A veces andaba con los pies y las manos, descalzo, como los lobos o las cabras, pero no lograba hacerlo igual que ellos. Saltaba cercados, se encaramaba por las rocas y se subía a la última rama de los árboles. Llevaba el pelo hasta las rodillas y, sin embargo, se preguntaba por qué su cuerpo no se cubría también de pelo como los demás animales. Frecuentaba la cueva de los lobos y hablaba con el águila y se entendía con la culebra.
Durante todo ese tiempo, Marcos pensó por qué su padre lo había vendido a aquel hombre y cuánto dinero le pusieron en las manos. Y dice: “Mi padre no me vendió para hacerme daño. Solo porque era pobre. Porque era muy pobre, me vendió”.
Cuando la Guardia Civil lo encontró en el verano de 1956, había vivido trece años perdido en el bosque desde que su padre lo vendió. La gente creó la leyenda. Decían que era hijo de una loba y un pastor y que solo comía bellotas y raíces. Su indumentaria alimentó la fábula. Iba vestido con una piel y llevaba unas alpargatas que él mismo se había hecho con corcho y alambres.
No sabía andar con zapatos ni usar la cuchara y el tenedor. Comía con las manos. Cogía el plato y se lo llevaba a la boca. Le costaba dormir en una cama, porque estaba acostumbrado “a la dureza del suelo, al calor difícil de las piedras”. Le dijeron que las cosas que decimos se pueden escribir en un papel. Pero él prefería, antes que las palabras, imitar el canto de la perdiz o de la zumacaya, del mochuelo o del águila.
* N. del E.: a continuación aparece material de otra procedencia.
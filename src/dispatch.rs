//! Event dispatch between the host runtime and the proxy
//!
//! The proxy registers exactly two handlers, one for `install` and one for
//! `fetch`. Handlers return boxed futures that the host awaits, which is how
//! an install stays "in progress" until the manifest is cached.
//!
//! `LocalRuntime` is an in-process host: it owns the lifecycle state and only
//! delivers fetch events once the proxy is active.

use std::fmt;
use std::sync::Arc;

use futures::future::BoxFuture;
use futures::FutureExt;
use tokio::sync::watch;
use tracing::{debug, info, warn};

use crate::error::{ProxyError, ProxyResult};
use crate::proxy::{InstallReport, OfflineProxy};
use crate::request::{AssetRequest, StoredResponse};

/// Handler run when the host installs the proxy
pub type InstallHandler =
    Box<dyn Fn() -> BoxFuture<'static, ProxyResult<InstallReport>> + Send + Sync>;

/// Handler run for each outgoing request of the controlled page
pub type InterceptHandler =
    Box<dyn Fn(AssetRequest) -> BoxFuture<'static, ProxyResult<StoredResponse>> + Send + Sync>;

/// Registration surface a host exposes to the proxy
pub trait EventDispatch {
    /// Registers the `install` handler, replacing any previous one
    fn on_install(&mut self, handler: InstallHandler);

    /// Registers the `fetch` handler, replacing any previous one
    fn on_intercept(&mut self, handler: InterceptHandler);
}

/// Lifecycle state of a proxy registration
#[derive(Debug, Clone, Copy, PartialEq, Eq)]
pub enum ProxyState {
    /// Registered, install not yet started
    Registered,
    /// Install handler is running
    Installing,
    /// Install handler failed; only a new host-driven install can follow
    InstallFailed,
    /// Installed and receiving fetch events
    Active,
}

impl fmt::Display for ProxyState {
    fn fmt(&self, f: &mut fmt::Formatter<'_>) -> fmt::Result {
        let name = match self {
            ProxyState::Registered => "registered",
            ProxyState::Installing => "installing",
            ProxyState::InstallFailed => "install failed",
            ProxyState::Active => "active",
        };
        f.write_str(name)
    }
}

/// Wires the proxy's install and intercept operations into a dispatcher
pub fn register<D: EventDispatch>(proxy: Arc<OfflineProxy>, dispatch: &mut D) {
    let installer = Arc::clone(&proxy);
    dispatch.on_install(Box::new(move || {
        let proxy = Arc::clone(&installer);
        async move { proxy.install().await }.boxed()
    }));

    dispatch.on_intercept(Box::new(move |request: AssetRequest| {
        let proxy = Arc::clone(&proxy);
        async move { proxy.intercept(&request).await }.boxed()
    }));
}

/// In-process host runtime owning the proxy lifecycle
pub struct LocalRuntime {
    state: watch::Sender<ProxyState>,
    install: Option<InstallHandler>,
    intercept: Option<InterceptHandler>,
}

impl Default for LocalRuntime {
    fn default() -> Self {
        Self::new()
    }
}

impl LocalRuntime {
    /// Creates a runtime with no handlers in the `Registered` state
    pub fn new() -> Self {
        let (state, _) = watch::channel(ProxyState::Registered);
        Self {
            state,
            install: None,
            intercept: None,
        }
    }

    /// Current lifecycle state
    pub fn state(&self) -> ProxyState {
        *self.state.borrow()
    }

    /// Receiver notified on every state change
    pub fn subscribe(&self) -> watch::Receiver<ProxyState> {
        self.state.subscribe()
    }

    /// Runs the install handler and settles the lifecycle state
    ///
    /// The state stays `Installing` until the handler's future completes,
    /// then moves to `Active` or `InstallFailed`. Without an install handler
    /// the runtime activates directly.
    ///
    /// # Returns
    /// * `Ok(Some(InstallReport))` when the handler succeeded
    /// * `Ok(None)` when no install handler is registered
    /// * `Err(ProxyError)` with the handler's failure
    pub async fn run_install(&self) -> ProxyResult<Option<InstallReport>> {
        let Some(handler) = &self.install else {
            debug!("No install handler registered, activating");
            self.state.send_replace(ProxyState::Active);
            return Ok(None);
        };

        self.state.send_replace(ProxyState::Installing);
        match handler().await {
            Ok(report) => {
                self.state.send_replace(ProxyState::Active);
                info!("Proxy active");
                Ok(Some(report))
            }
            Err(e) => {
                self.state.send_replace(ProxyState::InstallFailed);
                warn!("Proxy not activated: {}", e);
                Err(e)
            }
        }
    }

    /// Activates a registration whose install completed in an earlier run
    pub fn activate_existing(&self) {
        self.state.send_replace(ProxyState::Active);
        debug!("Resumed existing registration");
    }

    /// Delivers one outgoing request to the intercept handler
    ///
    /// # Returns
    /// * The handler's result while `Active`
    /// * `Err(ProxyError::NotActive)` in any other state
    /// * `Err(ProxyError::NoHandler)` when no intercept handler is registered
    pub async fn dispatch_fetch(&self, request: AssetRequest) -> ProxyResult<StoredResponse> {
        let state = self.state();
        if state != ProxyState::Active {
            return Err(ProxyError::NotActive(state));
        }
        let handler = self.intercept.as_ref().ok_or(ProxyError::NoHandler("fetch"))?;
        handler(request).await
    }
}

impl EventDispatch for LocalRuntime {
    fn on_install(&mut self, handler: InstallHandler) {
        self.install = Some(handler);
    }

    fn on_intercept(&mut self, handler: InterceptHandler) {
        self.intercept = Some(handler);
    }
}

#[cfg(test)]
mod tests {
    use super::*;
    use crate::network::FetchError;

    fn ok_install() -> InstallHandler {
        Box::new(|| {
            async {
                Ok::<_, ProxyError>(InstallReport {
                    cache_name: "test".to_string(),
                    cached: Vec::new(),
                })
            }
            .boxed()
        })
    }

    fn failing_install() -> InstallHandler {
        Box::new(|| {
            async {
                Err::<InstallReport, _>(ProxyError::InstallFailed {
                    asset: "icon-512.png".to_string(),
                    reason: "HTTP 500".to_string(),
                })
            }
            .boxed()
        })
    }

    fn echo_intercept() -> InterceptHandler {
        Box::new(|request: AssetRequest| {
            async move {
                Ok::<_, ProxyError>(StoredResponse::new(request.url.as_str(), 200, "echo"))
            }
            .boxed()
        })
    }

    fn request() -> AssetRequest {
        AssetRequest::get(reqwest::Url::parse("http://localhost:8080/index.html").unwrap())
    }

    #[test]
    fn test_new_runtime_is_registered() {
        assert_eq!(LocalRuntime::new().state(), ProxyState::Registered);
    }

    #[tokio::test]
    async fn test_successful_install_activates() {
        let mut runtime = LocalRuntime::new();
        runtime.on_install(ok_install());

        let report = runtime.run_install().await.unwrap();

        assert!(report.is_some());
        assert_eq!(runtime.state(), ProxyState::Active);
    }

    #[tokio::test]
    async fn test_failed_install_is_terminal_for_fetch() {
        let mut runtime = LocalRuntime::new();
        runtime.on_install(failing_install());
        runtime.on_intercept(echo_intercept());

        let err = runtime.run_install().await.unwrap_err();
        assert!(err.is_install_failure());
        assert_eq!(runtime.state(), ProxyState::InstallFailed);

        let err = runtime.dispatch_fetch(request()).await.unwrap_err();
        assert!(matches!(err, ProxyError::NotActive(ProxyState::InstallFailed)));
    }

    #[tokio::test]
    async fn test_fetch_before_install_is_rejected() {
        let mut runtime = LocalRuntime::new();
        runtime.on_intercept(echo_intercept());

        let err = runtime.dispatch_fetch(request()).await.unwrap_err();

        assert!(matches!(err, ProxyError::NotActive(ProxyState::Registered)));
    }

    #[tokio::test]
    async fn test_install_without_handler_activates() {
        let runtime = LocalRuntime::new();
        assert!(runtime.run_install().await.unwrap().is_none());
        assert_eq!(runtime.state(), ProxyState::Active);
    }

    #[tokio::test]
    async fn test_fetch_without_handler_reports_missing_handler() {
        let runtime = LocalRuntime::new();
        runtime.activate_existing();

        let err = runtime.dispatch_fetch(request()).await.unwrap_err();

        assert!(matches!(err, ProxyError::NoHandler("fetch")));
    }

    #[tokio::test]
    async fn test_active_runtime_delivers_fetch() {
        let mut runtime = LocalRuntime::new();
        runtime.on_intercept(echo_intercept());
        runtime.activate_existing();

        let response = runtime.dispatch_fetch(request()).await.unwrap();

        assert_eq!(response.body, b"echo");
    }

    #[tokio::test]
    async fn test_intercept_error_passes_through_dispatch() {
        let mut runtime = LocalRuntime::new();
        runtime.on_intercept(Box::new(|_: AssetRequest| {
            async {
                let err = FetchError::Unreachable("offline".to_string());
                Err::<StoredResponse, _>(ProxyError::from(err))
            }
            .boxed()
        }));
        runtime.activate_existing();

        let err = runtime.dispatch_fetch(request()).await.unwrap_err();

        assert!(err.is_network_failure());
    }

    #[tokio::test]
    async fn test_subscribers_see_state_changes() {
        let mut runtime = LocalRuntime::new();
        runtime.on_install(ok_install());
        let mut rx = runtime.subscribe();

        runtime.run_install().await.unwrap();

        assert!(rx.has_changed().unwrap());
        assert_eq!(*rx.borrow_and_update(), ProxyState::Active);
    }
}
Cuando después de aquel tiempo perdido reconoció al padre, lo encontró más viejo, pero el carácter no le había cambiado. Y éste, cuando observó al hijo vestido con una piel medio destrozada, solo alcanzó a decir después de trece años: “¿Dónde está la chaqueta que llevabas? ¿Qué has hecho con la chaqueta? Te compré una chaqueta, ¿qué has hecho con ella?”.
Todos estos pequeños detalles que hacen creíble la historia, incluso verídica por momentos, se pierden en la película. Y es precisamente en esos imperceptibles e inequívocos pormenores en los que la fantasía no se detiene pero donde la realidad es pertinaz y la memoria es encubridora.
Columna publicada originalmente en Montilla Digital el 13 de diciembre de 2010.